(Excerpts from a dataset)
++++++

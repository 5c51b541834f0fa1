//! The SQL-parameter-fixer seam.
//!
//! Callers write dialect-neutral SQL: `{tablename}` braces instead of
//! physical table names, and whichever placeholder style their layer
//! prefers. The fixer normalizes both before execution — the engine itself
//! only binds positional markers. The trait exists so a host framework can
//! substitute its own normalization; [`DefaultParamFixer`] is authoritative
//! for everything this crate runs on its own.

use std::collections::HashSet;

use crate::error::MssqlAdapterError;
use crate::placeholder::infer_style;
use crate::scan::{self, PlaceholderKind};
use crate::types::{ParamSet, PlaceholderStyle, SqlValue};

/// Normalized output of a fixer pass: positional-only SQL, values in
/// occurrence order, and the style the caller had used.
#[derive(Debug, Clone, PartialEq)]
pub struct FixedQuery {
    pub sql: String,
    pub params: Vec<SqlValue>,
    pub style: PlaceholderStyle,
}

/// Normalizes placeholder syntax and table-name braces ahead of execution.
pub trait ParamFixer: Send + Sync {
    /// Normalize `sql` + `params` to positional form.
    ///
    /// # Errors
    ///
    /// Implementations report placeholder-count mismatches and mixed styles
    /// as [`MssqlAdapterError::Coding`].
    fn fix(&self, sql: &str, params: &ParamSet) -> Result<FixedQuery, MssqlAdapterError>;
}

/// Standard fixer: expands `{tablename}` to the prefixed physical name
/// (session temp tables get the `#` marker) and rewrites named/dollar
/// placeholders to `?`, reordering values by occurrence.
#[derive(Debug, Clone, Default)]
pub struct DefaultParamFixer {
    prefix: String,
    temp_tables: HashSet<String>,
}

impl DefaultParamFixer {
    #[must_use]
    pub fn new(prefix: impl Into<String>) -> Self {
        Self {
            prefix: prefix.into(),
            temp_tables: HashSet::new(),
        }
    }

    /// Mark a logical table name as a session temp table so `{name}` expands
    /// to the engine's `#`-prefixed form.
    pub fn register_temp_table(&mut self, name: impl Into<String>) {
        self.temp_tables.insert(name.into());
    }

    pub fn forget_temp_table(&mut self, name: &str) {
        self.temp_tables.remove(name);
    }

    /// Physical name for a logical table.
    #[must_use]
    pub fn table_name(&self, logical: &str) -> String {
        if self.temp_tables.contains(logical) {
            format!("#{}{}", self.prefix, logical)
        } else {
            format!("{}{}", self.prefix, logical)
        }
    }

    fn expand_braces(&self, sql: &str) -> String {
        let mut out = String::with_capacity(sql.len());
        let mut rest = sql;
        while let Some(open) = rest.find('{') {
            out.push_str(&rest[..open]);
            let after = &rest[open + 1..];
            match after.find('}') {
                Some(close)
                    if close > 0
                        && after[..close]
                            .bytes()
                            .all(|b| b.is_ascii_alphanumeric() || b == b'_') =>
                {
                    out.push_str(&self.table_name(&after[..close]));
                    rest = &after[close + 1..];
                }
                _ => {
                    // not a table reference, keep the brace as-is
                    out.push('{');
                    rest = after;
                }
            }
        }
        out.push_str(rest);
        out
    }
}

impl ParamFixer for DefaultParamFixer {
    fn fix(&self, sql: &str, params: &ParamSet) -> Result<FixedQuery, MssqlAdapterError> {
        let sql = self.expand_braces(sql);
        let style = if params.is_empty() && scan::find_placeholders(&sql).is_empty() {
            PlaceholderStyle::Positional
        } else {
            infer_style(&sql, params)?
        };

        match style {
            PlaceholderStyle::Positional => {
                let count = scan::find_placeholders(&sql)
                    .iter()
                    .filter(|ph| ph.kind == PlaceholderKind::Question)
                    .count();
                let values = match params {
                    ParamSet::None => Vec::new(),
                    ParamSet::Positional(values) => values.clone(),
                    ParamSet::Named(_) => {
                        return Err(MssqlAdapterError::Coding(
                            "positional placeholders with named parameters".into(),
                        ));
                    }
                };
                if count != values.len() {
                    return Err(MssqlAdapterError::Coding(format!(
                        "incorrect number of query parameters: {} placeholder(s), {} value(s)",
                        count,
                        values.len()
                    )));
                }
                Ok(FixedQuery { sql, params: values, style })
            }
            PlaceholderStyle::NamedColon => {
                let named = match params {
                    ParamSet::Named(values) => values,
                    _ => {
                        return Err(MssqlAdapterError::Coding(
                            "named placeholders require named parameters".into(),
                        ));
                    }
                };
                let mut out_sql = String::with_capacity(sql.len());
                let mut out_params = Vec::new();
                let mut used: HashSet<&str> = HashSet::new();
                let mut last = 0;
                for ph in scan::find_placeholders(&sql) {
                    let PlaceholderKind::Named(name) = &ph.kind else {
                        continue;
                    };
                    let value = params.get_named(name).ok_or_else(|| {
                        MssqlAdapterError::Coding(format!(
                            "missing value for named parameter :{name}"
                        ))
                    })?;
                    out_sql.push_str(&sql[last..ph.start]);
                    out_sql.push('?');
                    out_params.push(value.clone());
                    if let Some((key, _)) = named.iter().find(|(key, _)| key == name) {
                        used.insert(key.as_str());
                    }
                    last = ph.end;
                }
                out_sql.push_str(&sql[last..]);
                if used.len() != named.len() {
                    return Err(MssqlAdapterError::Coding(format!(
                        "incorrect number of query parameters: {} of {} named value(s) referenced",
                        used.len(),
                        named.len()
                    )));
                }
                Ok(FixedQuery {
                    sql: out_sql,
                    params: out_params,
                    style,
                })
            }
            PlaceholderStyle::DollarIndexed => {
                let values = match params {
                    ParamSet::Positional(values) => values,
                    _ => {
                        return Err(MssqlAdapterError::Coding(
                            "dollar placeholders require positional parameters".into(),
                        ));
                    }
                };
                let mut out_sql = String::with_capacity(sql.len());
                let mut out_params = Vec::new();
                let mut used: HashSet<usize> = HashSet::new();
                let mut last = 0;
                for ph in scan::find_placeholders(&sql) {
                    let PlaceholderKind::Dollar(index) = ph.kind else {
                        continue;
                    };
                    let value = values.get(index - 1).ok_or_else(|| {
                        MssqlAdapterError::Coding(format!(
                            "dollar placeholder ${index} has no matching value"
                        ))
                    })?;
                    out_sql.push_str(&sql[last..ph.start]);
                    out_sql.push('?');
                    out_params.push(value.clone());
                    used.insert(index);
                    last = ph.end;
                }
                out_sql.push_str(&sql[last..]);
                if used.len() != values.len() {
                    return Err(MssqlAdapterError::Coding(format!(
                        "incorrect number of query parameters: {} of {} value(s) referenced",
                        used.len(),
                        values.len()
                    )));
                }
                Ok(FixedQuery {
                    sql: out_sql,
                    params: out_params,
                    style,
                })
            }
        }
    }
}

#[cfg(test)]
mod tests {
    use super::*;

    fn fixer() -> DefaultParamFixer {
        DefaultParamFixer::new("app_")
    }

    #[test]
    fn braces_expand_to_prefixed_names() {
        let fixed = fixer().fix("SELECT id FROM {user}", &ParamSet::None).unwrap();
        assert_eq!(fixed.sql, "SELECT id FROM app_user");
    }

    #[test]
    fn temp_tables_get_the_session_marker() {
        let mut f = fixer();
        f.register_temp_table("scratch");
        let fixed = f.fix("DELETE FROM {scratch}", &ParamSet::None).unwrap();
        assert_eq!(fixed.sql, "DELETE FROM #app_scratch");
    }

    #[test]
    fn non_table_braces_are_left_alone() {
        let fixed = fixer()
            .fix("SELECT '{not a table' FROM {user}", &ParamSet::None)
            .unwrap();
        assert_eq!(fixed.sql, "SELECT '{not a table' FROM app_user");
    }

    #[test]
    fn named_placeholders_reorder_by_occurrence() {
        let params = ParamSet::named(vec![
            ("b".into(), SqlValue::Int(2)),
            ("a".into(), SqlValue::Int(1)),
        ]);
        let fixed = fixer()
            .fix("SELECT * FROM {t} WHERE a = :a AND b = :b", &params)
            .unwrap();
        assert_eq!(fixed.sql, "SELECT * FROM app_t WHERE a = ? AND b = ?");
        assert_eq!(fixed.params, vec![SqlValue::Int(1), SqlValue::Int(2)]);
        assert_eq!(fixed.style, PlaceholderStyle::NamedColon);
    }

    #[test]
    fn named_value_may_be_referenced_twice() {
        let params = ParamSet::named(vec![("x".into(), SqlValue::Int(9))]);
        let fixed = fixer().fix("WHERE a = :x OR b = :x", &params).unwrap();
        assert_eq!(fixed.params, vec![SqlValue::Int(9), SqlValue::Int(9)]);
    }

    #[test]
    fn dollar_placeholders_pick_values_by_index() {
        let params = ParamSet::positional(vec![SqlValue::Int(10), SqlValue::Int(20)]);
        let fixed = fixer().fix("WHERE a = $2 AND b = $1", &params).unwrap();
        assert_eq!(fixed.sql, "WHERE a = ? AND b = ?");
        assert_eq!(fixed.params, vec![SqlValue::Int(20), SqlValue::Int(10)]);
    }

    #[test]
    fn count_mismatch_is_a_coding_error() {
        let params = ParamSet::positional(vec![SqlValue::Int(1), SqlValue::Int(2)]);
        let err = fixer().fix("WHERE a = ?", &params).unwrap_err();
        assert!(matches!(err, MssqlAdapterError::Coding(_)));

        let params = ParamSet::named(vec![
            ("a".into(), SqlValue::Int(1)),
            ("unused".into(), SqlValue::Int(2)),
        ]);
        let err = fixer().fix("WHERE a = :a", &params).unwrap_err();
        assert!(matches!(err, MssqlAdapterError::Coding(_)));
    }

    #[test]
    fn missing_named_value_is_a_coding_error() {
        let params = ParamSet::named(vec![("a".into(), SqlValue::Int(1))]);
        let err = fixer().fix("WHERE a = :a AND b = :b", &params).unwrap_err();
        assert!(matches!(err, MssqlAdapterError::Coding(_)));
    }
}
impl Tx<'_> {
    /// Execute a DML statement inside the transaction.
    ///
    /// # Errors
    ///
    /// Surfaces fix-up coding errors and engine failures.
    pub async fn execute(
        &mut self,
        sql: &str,
        params: ParamSet,
    ) -> Result<u64, MssqlAdapterError> {
        let (sql, values) = self.adapter.prepare(sql, &params, QueryKind::Update)?;
        self.adapter
            .hooks
            .before_query(&sql, &values, QueryKind::Update);
        let result = execute_affected(&mut self.guard, &sql, &values).await;
        let rows = *result.as_ref().unwrap_or(&0);
        self.adapter.observe(QueryKind::Update, rows, result)
    }

    /// Run a SELECT inside the transaction. Results materialize eagerly:
    /// streaming is not kept open across transaction work.
    ///
    /// # Errors
    ///
    /// Surfaces fix-up coding errors and engine failures.
    pub async fn query(
        &mut self,
        sql: &str,
        params: ParamSet,
    ) -> Result<ResultSet, MssqlAdapterError> {
        let (sql, values) = self.adapter.prepare(sql, &params, QueryKind::Select)?;
        self.adapter
            .hooks
            .before_query(&sql, &values, QueryKind::Select);
        let result = execute_result_sets(&mut self.guard, &sql, &values).await;
        let rows = result
            .as_ref()
            .map(|sets| sets.iter().map(ResultSet::len).sum::<usize>() as u64)
            .unwrap_or(0);
        let sets = self.adapter.observe(QueryKind::Select, rows, result)?;
        Ok(sets.into_iter().next().unwrap_or_default())
    }

    /// Commit the transaction and release the connection.
    ///
    /// # Errors
    ///
    /// Surfaces engine failures.
    pub async fn commit(mut self) -> Result<(), MssqlAdapterError> {
        if self.open {
            self.adapter
                .hooks
                .before_query("COMMIT TRANSACTION", &[], QueryKind::Aux);
            let result = execute_affected(&mut self.guard, "COMMIT TRANSACTION", &[]).await;
            self.adapter.observe(QueryKind::Aux, 0, result)?;
            self.open = false;
        }
        Ok(())
    }

    /// Roll the transaction back and release the connection.
    ///
    /// # Errors
    ///
    /// Surfaces engine failures.
    pub async fn rollback(mut self) -> Result<(), MssqlAdapterError> {
        if self.open {
            self.adapter
                .hooks
                .before_query("ROLLBACK TRANSACTION", &[], QueryKind::Aux);
            let result = execute_affected(&mut self.guard, "ROLLBACK TRANSACTION", &[]).await;
            self.adapter.observe(QueryKind::Aux, 0, result)?;
            self.open = false;
        }
        Ok(())
    }
}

++++++

Instructions for the task:
Going through the entries, return every line holding the word "Some".

Task response:
        while let Some(open) = rest.find('{') {
                Some(close)
                    if let Some((key, _)) = named.iter().find(|(key, _)| key == name) {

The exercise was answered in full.